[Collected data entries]
_____

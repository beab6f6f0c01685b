//! Deployment steps
//!
//! Every stage of the built-in flows is a list of [`Step`]s: a named shell
//! command with its own timeout. Stages run in order and stop at the first
//! failing required step.

use std::path::Path;
use std::time::Duration;

use crate::exec::runner::CommandSpec;
use crate::models::project::{DeploymentMethod, Project};
use crate::storage::settings::TimeoutSettings;

use super::{compose, docker};

#[derive(Debug, Clone)]
pub struct Step {
    pub name: String,
    pub spec: CommandSpec,
    /// A failing optional step is logged and skipped
    pub optional: bool,
}

impl Step {
    pub fn new(name: impl Into<String>, line: impl Into<String>, timeout: Duration) -> Self {
        Self {
            name: name.into(),
            spec: CommandSpec::new(line, timeout),
            optional: false,
        }
    }

    pub fn in_dir(mut self, dir: &Path) -> Self {
        self.spec = self.spec.in_dir(dir);
        self
    }

    pub fn optional(mut self) -> Self {
        self.optional = true;
        self
    }
}

/// How a project's workload is run
#[derive(Debug, Clone, PartialEq, Eq)]
pub enum Runtime {
    /// `docker compose` with the given compose file name
    Compose(String),
    /// A single container from the project's Dockerfile
    Container,
    /// The project's own build/start/stop commands
    Native,
}

impl Runtime {
    /// Compose only applies when the method is docker and a compose file exists
    pub fn detect(project: &Project, dir: &Path) -> Self {
        match project.deployment_method {
            DeploymentMethod::Docker => match compose::compose_file(dir) {
                Some(file) => Runtime::Compose(file),
                None => Runtime::Container,
            },
            DeploymentMethod::Standard => Runtime::Native,
        }
    }

    pub fn name(&self) -> &'static str {
        match self {
            Runtime::Compose(_) => "docker compose",
            Runtime::Container => "docker",
            Runtime::Native => "standard",
        }
    }

    pub fn build_steps(&self, project: &Project, dir: &Path, timeouts: &TimeoutSettings) -> Vec<Step> {
        match self {
            Runtime::Compose(_) => compose::build_steps(dir, timeouts),
            Runtime::Container => docker::build_steps(project, dir, timeouts),
            Runtime::Native => native_step("build", project.build_command.as_deref(), dir, timeouts.build_secs),
        }
    }

    pub fn start_steps(&self, project: &Project, dir: &Path, timeouts: &TimeoutSettings) -> Vec<Step> {
        match self {
            Runtime::Compose(_) => compose::start_steps(dir, timeouts),
            Runtime::Container => docker::start_steps(project, timeouts),
            Runtime::Native => native_step("start", project.start_command.as_deref(), dir, timeouts.start_secs),
        }
    }

    pub fn stop_steps(&self, project: &Project, dir: &Path, timeouts: &TimeoutSettings) -> Vec<Step> {
        match self {
            Runtime::Compose(_) => compose::stop_steps(dir, timeouts),
            Runtime::Container => docker::stop_steps(project, timeouts),
            Runtime::Native => native_step("stop", project.stop_command.as_deref(), dir, timeouts.start_secs),
        }
    }

    /// Framework tasks run after a successful start; none of them is required
    pub fn post_start_steps(&self, project: &Project, dir: &Path, timeouts: &TimeoutSettings) -> Vec<Step> {
        if !project.is_framework("laravel") {
            return Vec::new();
        }
        let prefix = match self {
            Runtime::Compose(_) => compose::exec_prefix(),
            Runtime::Container => docker::exec_prefix(project),
            Runtime::Native => String::new(),
        };
        let timeout = Duration::from_secs(timeouts.maintenance_secs);
        LARAVEL_OPTIMIZE
            .iter()
            .map(|cmd| Step::new(*cmd, format!("{}{}", prefix, cmd), timeout).in_dir(dir).optional())
            .collect()
    }

    /// Cache and log maintenance for `cleanup`
    pub fn maintenance_steps(&self, project: &Project, dir: &Path, timeouts: &TimeoutSettings) -> Vec<Step> {
        let timeout = Duration::from_secs(timeouts.maintenance_secs);
        let mut steps = Vec::new();

        if project.is_framework("laravel") {
            let prefix = match self {
                Runtime::Compose(_) => compose::exec_prefix(),
                Runtime::Container => docker::exec_prefix(project),
                Runtime::Native => String::new(),
            };
            for cmd in LARAVEL_CLEAR {
                steps.push(Step::new(*cmd, format!("{}{}", prefix, cmd), timeout).in_dir(dir).optional());
            }
            steps.push(
                Step::new(
                    "truncate logs",
                    "find storage/logs -name '*.log' -type f -exec truncate -s 0 {} +",
                    timeout,
                )
                .in_dir(dir)
                .optional(),
            );
        }
        if *self != Runtime::Native {
            steps.push(docker::prune_step(timeouts));
        }
        steps
    }
}

const LARAVEL_OPTIMIZE: &[&str] = &[
    "php artisan config:cache",
    "php artisan route:cache",
    "php artisan view:cache",
    "php artisan migrate --force",
    "php artisan storage:link",
];

const LARAVEL_CLEAR: &[&str] = &[
    "php artisan cache:clear",
    "php artisan config:clear",
    "php artisan route:clear",
    "php artisan view:clear",
];

fn native_step(name: &str, command: Option<&str>, dir: &Path, timeout_secs: u64) -> Vec<Step> {
    match command.map(str::trim).filter(|c| !c.is_empty()) {
        Some(command) => vec![Step::new(name, command, Duration::from_secs(timeout_secs)).in_dir(dir)],
        None => Vec::new(),
    }
}

#[cfg(test)]
mod tests {
    use super::*;

    #[test]
    fn test_runtime_detection() {
        let dir = tempfile::tempdir().unwrap();
        let mut project = Project::new("shop", "Shop", "https://github.com/acme/shop.git");

        assert_eq!(Runtime::detect(&project, dir.path()), Runtime::Container);

        std::fs::write(dir.path().join("docker-compose.yml"), "services: {}\n").unwrap();
        assert_eq!(
            Runtime::detect(&project, dir.path()),
            Runtime::Compose("docker-compose.yml".to_string())
        );

        project.deployment_method = DeploymentMethod::Standard;
        assert_eq!(Runtime::detect(&project, dir.path()), Runtime::Native);
    }

    #[test]
    fn test_native_steps_follow_project_commands() {
        let mut project = Project::new("shop", "Shop", "https://github.com/acme/shop.git");
        project.deployment_method = DeploymentMethod::Standard;
        project.build_command = Some("make build".to_string());
        project.start_command = Some("  ".to_string());
        let timeouts = TimeoutSettings::default();
        let dir = Path::new("/srv/shop");

        let build = Runtime::Native.build_steps(&project, dir, &timeouts);
        assert_eq!(build.len(), 1);
        assert_eq!(build[0].spec.line, "make build");
        assert_eq!(build[0].spec.timeout, Duration::from_secs(600));
        assert!(Runtime::Native.start_steps(&project, dir, &timeouts).is_empty());
    }

    #[test]
    fn test_laravel_post_start_steps_are_optional() {
        let mut project = Project::new("shop", "Shop", "https://github.com/acme/shop.git");
        project.framework = Some("Laravel".to_string());
        let steps = Runtime::Container.post_start_steps(&project, Path::new("/srv/shop"), &TimeoutSettings::default());

        assert_eq!(steps.len(), LARAVEL_OPTIMIZE.len());
        assert!(steps.iter().all(|s| s.optional));
        assert_eq!(steps[0].spec.line, "docker exec shop php artisan config:cache");
    }
}
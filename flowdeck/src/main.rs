//! flowdeck - Entry Point
//!
//! Runs one CLI command to completion, or serves the HTTP API with `serve`.

use std::env;

use colored::Colorize;
use tracing::{error, info};

use flowdeck::app::cli::{execute, CliArgs, Command, USAGE};
use flowdeck::app::options::AppOptions;
use flowdeck::app::run::run;
use flowdeck::app::state::AppState;
use flowdeck::errors::EngineError;
use flowdeck::logs::{init_logging, LogOptions};
use flowdeck::storage::layout::StorageLayout;
use flowdeck::storage::settings::Settings;
use flowdeck::utils::version_info;

#[tokio::main]
async fn main() {
    let cli_args = CliArgs::parse(env::args().skip(1));

    let command = match Command::parse(&cli_args) {
        Ok(command) => command,
        Err(e) => {
            eprintln!("{} {}\n\n{}", "x".red(), e, USAGE);
            std::process::exit(e.exit_code());
        }
    };

    // Print version and exit
    let version = version_info();
    if command == Command::Version {
        match serde_json::to_string_pretty(&version) {
            Ok(json) => println!("{}", json),
            Err(_) => println!("{}", version.version),
        }
        return;
    }
    if command == Command::Help {
        print!("{}", USAGE);
        return;
    }

    let layout = match cli_args.flag("home") {
        Some(home) => StorageLayout::new(home),
        None => StorageLayout::default(),
    };

    if let Err(e) = run_command(version.version, layout, command).await {
        eprintln!("{} {}", "x".red(), e);
        std::process::exit(e.exit_code());
    }
}

async fn run_command(
    version: String,
    layout: StorageLayout,
    command: Command,
) -> Result<(), EngineError> {
    // Retrieve the settings file
    let settings: Settings = layout.settings_file().read_json_or_default().await?;
    layout.setup().await?;

    // Initialize logging; only the server logs to stdout by default
    let serving = command == Command::Serve;
    let log_options = LogOptions {
        log_level: settings.log_level.clone(),
        stdout: serving,
        log_dir: settings
            .log_to_file
            .then(|| layout.logs_dir().path().to_path_buf()),
        json_format: settings.log_json,
    };
    let _log_guard = match init_logging(log_options) {
        Ok(guard) => guard,
        Err(e) => {
            eprintln!("Failed to initialize logging: {e}");
            None
        }
    };

    let options = AppOptions::from_settings(layout, settings);

    if serving {
        info!("Running flowdeck with options: {:?}", options);
        let result = run(version, options, await_shutdown_signal()).await;
        if let Err(e) = &result {
            error!("Failed to run the server: {e}");
        }
        return result;
    }

    let state = AppState::init(&options).await?;
    execute(command, &state).await
}

async fn await_shutdown_signal() {
    #[cfg(unix)]
    {
        use tokio::signal::unix::{signal, SignalKind};
        let (mut sigterm, mut sigint) =
            match (signal(SignalKind::terminate()), signal(SignalKind::interrupt())) {
                (Ok(sigterm), Ok(sigint)) => (sigterm, sigint),
                _ => {
                    error!("Unable to install signal handlers, waiting for Ctrl+C");
                    let _ = tokio::signal::ctrl_c().await;
                    return;
                }
            };

        tokio::select! {
            _ = sigterm.recv() => {
                info!("SIGTERM received, shutting down...");
            }
            _ = sigint.recv() => {
                info!("SIGINT received, shutting down...");
            }
            _ = tokio::signal::ctrl_c() => {
                info!("Ctrl+C received, shutting down...");
            }
        }
    }

    #[cfg(not(unix))]
    {
        if let Err(e) = tokio::signal::ctrl_c().await {
            error!("Failed to listen for Ctrl+C: {e}");
        }
        info!("Ctrl+C received, shutting down...");
    }
}
//! Durable registry snapshots.
//!
//! The whole registry is serialized to a single JSON file after every
//! mutating operation and read back once at startup. Saves go through a
//! temporary file in the same directory followed by a rename, so a crash
//! mid-write can never leave a torn state file behind.

use super::error::DriverError;
use super::volume::VolumeRecord;
use log::debug;
use std::collections::HashMap;
use std::fs;
use std::io::Write;
use std::path::PathBuf;
use tempfile::NamedTempFile;

/// Loads and saves the volume registry snapshot.
pub struct StateStore {
    path: PathBuf,
}

impl StateStore {
    /// Creates a store backed by the given state-file path.
    pub fn new(path: PathBuf) -> Self {
        Self { path }
    }

    /// Path of the backing state file.
    pub fn path(&self) -> &PathBuf {
        &self.path
    }

    /// Reads the persisted registry.
    ///
    /// A missing file is a fresh install and yields an empty registry.
    /// A file that exists but cannot be decoded yields
    /// [`DriverError::CorruptState`]; the caller must treat that as fatal
    /// rather than continue with guessed state.
    pub fn load(&self) -> Result<HashMap<String, VolumeRecord>, DriverError> {
        let data = match fs::read(&self.path) {
            Ok(data) => data,
            Err(err) if err.kind() == std::io::ErrorKind::NotFound => {
                debug!("no state found at {}", self.path.display());
                return Ok(HashMap::new());
            }
            Err(err) => return Err(err.into()),
        };

        serde_json::from_slice(&data).map_err(|err| {
            DriverError::CorruptState(format!("{}: {}", self.path.display(), err))
        })
    }

    /// Atomically replaces the persisted registry with `volumes`.
    pub fn save(&self, volumes: &HashMap<String, VolumeRecord>) -> Result<(), DriverError> {
        let parent = self.path.parent().unwrap_or_else(|| std::path::Path::new("."));
        let mut tmp = NamedTempFile::new_in(parent)?;
        serde_json::to_writer(&mut tmp, volumes)
            .map_err(|err| DriverError::Io(err.into()))?;
        tmp.flush()?;
        tmp.persist(&self.path).map_err(|err| DriverError::Io(err.error))?;
        debug!("saved {} volume(s) to {}", volumes.len(), self.path.display());
        Ok(())
    }
}

#[cfg(test)]
mod tests {
    use super::*;
    use anyhow::Result;
    use std::path::Path;

    fn sample_volumes() -> HashMap<String, VolumeRecord> {
        let options: HashMap<String, String> = [("host", "example.org"), ("token", "t0ken")]
            .iter()
            .map(|(k, v)| (k.to_string(), v.to_string()))
            .collect();
        let record = VolumeRecord::from_options(&options, Path::new("/tmp/volumes")).unwrap();
        HashMap::from([("v1".to_string(), record)])
    }

    #[test]
    fn test_load_missing_file_is_empty() -> Result<()> {
        let dir = tempfile::tempdir()?;
        let store = StateStore::new(dir.path().join("state.json"));
        assert!(store.load()?.is_empty());
        Ok(())
    }

    #[test]
    fn test_save_load_roundtrip() -> Result<()> {
        let dir = tempfile::tempdir()?;
        let store = StateStore::new(dir.path().join("state.json"));

        let volumes = sample_volumes();
        store.save(&volumes)?;
        let loaded = store.load()?;
        assert_eq!(loaded, volumes);
        Ok(())
    }

    #[test]
    fn test_malformed_state_is_corrupt() -> Result<()> {
        let dir = tempfile::tempdir()?;
        let path = dir.path().join("state.json");
        fs::write(&path, b"{ not json")?;

        let store = StateStore::new(path);
        match store.load() {
            Err(DriverError::CorruptState(_)) => Ok(()),
            other => panic!("expected CorruptState, got {:?}", other.map(|m| m.len())),
        }
    }

    #[test]
    fn test_save_replaces_previous_snapshot() -> Result<()> {
        let dir = tempfile::tempdir()?;
        let store = StateStore::new(dir.path().join("state.json"));

        store.save(&sample_volumes())?;
        store.save(&HashMap::new())?;
        assert!(store.load()?.is_empty());

        // The temporary file must not linger next to the snapshot.
        let entries: Vec<_> = fs::read_dir(dir.path())?.collect();
        assert_eq!(entries.len(), 1);
        Ok(())
    }
}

_____

**TASK**
Pull out all lines of the data with the string "DriverError".

**COMPLETED EXERCISE**
use super::error::DriverError;
    /// [`DriverError::CorruptState`]; the caller must treat that as fatal
    pub fn load(&self) -> Result<HashMap<String, VolumeRecord>, DriverError> {
            DriverError::CorruptState(format!("{}: {}", self.path.display(), err))
    pub fn save(&self, volumes: &HashMap<String, VolumeRecord>) -> Result<(), DriverError> {
            .map_err(|err| DriverError::Io(err.into()))?;
        tmp.persist(&self.path).map_err(|err| DriverError::Io(err.error))?;
            Err(DriverError::CorruptState(_)) => Ok(()),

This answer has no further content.